Wildbranch...Kinda sounds like ccd to me or traechel mites. WIth ccd the bees will just fly off and not return home leaving brood ext....I think caused by systemic pesticides if you read how they work. Not all losses are CCD....there are many other things causing problems too(mite control residual, weather, mites, viruses and nosema)


----------



## wildbranch2007 (Dec 3, 2008)

suttonbeeman said:


> Wildbranch...Kinda sounds like ccd to me or traechel mites. WIth ccd the bees will just fly off and not return home leaving brood ext....I think caused by systemic pesticides if you read how they work. Not all losses are CCD....there are many other things causing problems too(mite control residual, weather, mites, viruses and nosema)

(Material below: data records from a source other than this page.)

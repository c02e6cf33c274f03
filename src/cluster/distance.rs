use std::f64::consts::PI;

use super::coordinate::Coordinate;

/// Coefficient to translate from degrees to radians
pub const DEGREE_RAD: f64 = PI / 180.0;

/// Earth radius in kilometers
pub const EARTH_R: f64 = 6371.0;

/// Calculates great-circle distance using the haversine formula
///
/// # Returns
///
/// Distance in kilometers
pub fn haversine(c1: &Coordinate, c2: &Coordinate) -> f64 {
    let (lat1, lat2) = (c1.latitude_rad(), c2.latitude_rad());
    let d_lat = lat2 - lat1;
    let d_lon = c2.longitude_rad() - c1.longitude_rad();

    let a = (d_lat / 2.0).sin().powi(2) + lat1.cos() * lat2.cos() * (d_lon / 2.0).sin().powi(2);

    EARTH_R * 2.0 * a.sqrt().atan2((1.0 - a).sqrt())
}

/// Calculates great-circle distance using the spherical law of cosines
///
/// Agrees with [`haversine`] except near antipodal points, where the
/// cosine loses precision.
///
/// # Returns
///
/// Distance in kilometers
pub fn spherical(c1: &Coordinate, c2: &Coordinate) -> f64 {
    let (lat1, lat2) = (c1.latitude_rad(), c2.latitude_rad());
    let d_lon = c2.longitude_rad() - c1.longitude_rad();

    // rounding can push the cosine just past 1 for coincident points
    let cos_c = (lat1.sin() * lat2.sin() + lat1.cos() * lat2.cos() * d_lon.cos()).clamp(-1.0, 1.0);

    EARTH_R * cos_c.acos()
}

/// Calculates equirectangular (planar) approximation of the distance
///
/// Only accurate over short ranges, but needs a single cosine.
///
/// # Returns
///
/// Distance in kilometers
pub fn equirectangular(c1: &Coordinate, c2: &Coordinate) -> f64 {
    let v1 = (c1.latitude - c2.latitude) * DEGREE_RAD;
    let v1 = v1 * v1;

    let v2 = (c1.longitude - c2.longitude)
        * DEGREE_RAD
        * ((c1.latitude + c2.latitude) / 2.0 * DEGREE_RAD).cos();
    let v2 = v2 * v2;

    EARTH_R * (v1 + v2).sqrt()
}

/// Calculates squared planar distance on raw degrees
///
/// No radian conversion and no Earth-radius scaling: the result is in
/// degree² and is what DBSCAN compares its epsilon against. Not a
/// geographic distance.
pub fn distance_squared(c1: &Coordinate, c2: &Coordinate) -> f64 {
    let v1 = c1.latitude - c2.latitude;
    let v2 = c1.longitude - c2.longitude;

    v1 * v1 + v2 * v2
}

I'm thinking ccd more than anything else. not systemics as there is nothing in the area thats planted, treated with formic so shouldn't be mites or traechel, but since they were bought queens not sure about resistence to tracheal. also since new hives treated three times with fumidil. Since i couldn't verify if they would be robbed out since its so cold, thats why I put the honey on other hives, see what happens to them. My partner had hives 3 years ago that looked the same, he lost 50% that year, so we will have to check some of his hives also. also all new drawn wax from foundation so shouldn't be residual chemicals. very interesting. If i get a few more with same symptoms will send some bees off to be tested. thanks for the post.


----------



## chillardbee (May 26, 2005)

Joel said:


> Chill, I'd be pretty happy with those estimates. Remember when we thought 15% was bad? How was your season there? Good late summer crop for buildup or much feeding?


 The 09' season was better then most for me around here. I made a lot of late summer queens to requeen and fed fairly heavily on those that needed it which was about half the hives though. This winter has been very mild compared to most with maybe a total of 3 weeks of below 0 degrees celsius one period of snow that lasted 3 days. Right now the hazel nuts are out and the bees are bringing in the pollen with day time temps getting to 12 -13 degrees celcius (58 Fahrenheit). I treated with fumigillan and treated for mites with formic and oxalic. Consequently, the mite levels are very low. 

The thing that has me freaked out the most is that quite a few of the hives that have died are ones that, in my opinion, should not of died and the manner in which they had died.

In one case I had 2 singles in the front row of one of my bee yards. For singles they were my best with a full box of bees, young queen, medicated, and fed to good wieght. At the end of November the population was unchanged, I was still looking at 7 frames of bees. 2 weeks later when I was putting the winter covers on they were gone, not a bee to be found. Considering the the short time in which they disappeared and it happening so early in the winter, gave me forboding thoughts of what I would be looking at at this time of year. Thankfully, it's not as bad as I thought it would be but I still feel uneasy about these unexplianed deaths and not only in my bees, but other beeks bees too. I know it's CCD but it still doesn't make me feel any easier since that which causes CCD is still largely unknown.


----------



## JohnK and Sheri (Nov 28, 2004)

chillard willard said:


> I know it's CCD ....


UMMM, how do you know it's CCD? Did you do spore counts on your bees _after_ treating for Nosema?
Sheri


----------



## jean-marc (Jan 13, 2005)

Will: 

May I be so bold as to say, the dust has not settled yet. I would if I were you send samples to the MOAFF (Ministry of Agriculture, Fisheries and Foods) for Nosema analysis. Take 10 bees from 7 hives (total 70 bees), take fly bees or bees outside the cluster and place them in a paper bag. Freeze them. Take them out of freezer and deliver them to the Abbotsford office. Knowing approximately the size of your outfit 3 such samples should be big enough. The service is FREE.

Jean-Marc

P.S.-I'll be back from Brazil in 10 days or so. They are very civilized here, they sell cold beer on the beaches.


----------



## Roland (Dec 14, 2008)

Chillard Willard - with all respect, I must agree with Sherri. In these unsettled time, it would be appreciated if all parties use precise language. "It is possible you have CCD" . It is impossible to KNOW you have CCD, because it is yet to be defined. It is entirely accurate to say "I have all of the symptoms of CCD", if indeed you have all of the symptoms. One of the symptoms is that the other bees do not , or are much less inclined, to rob out the hive. This includes wax moths. I doubt if that enough time has expired to express this trait.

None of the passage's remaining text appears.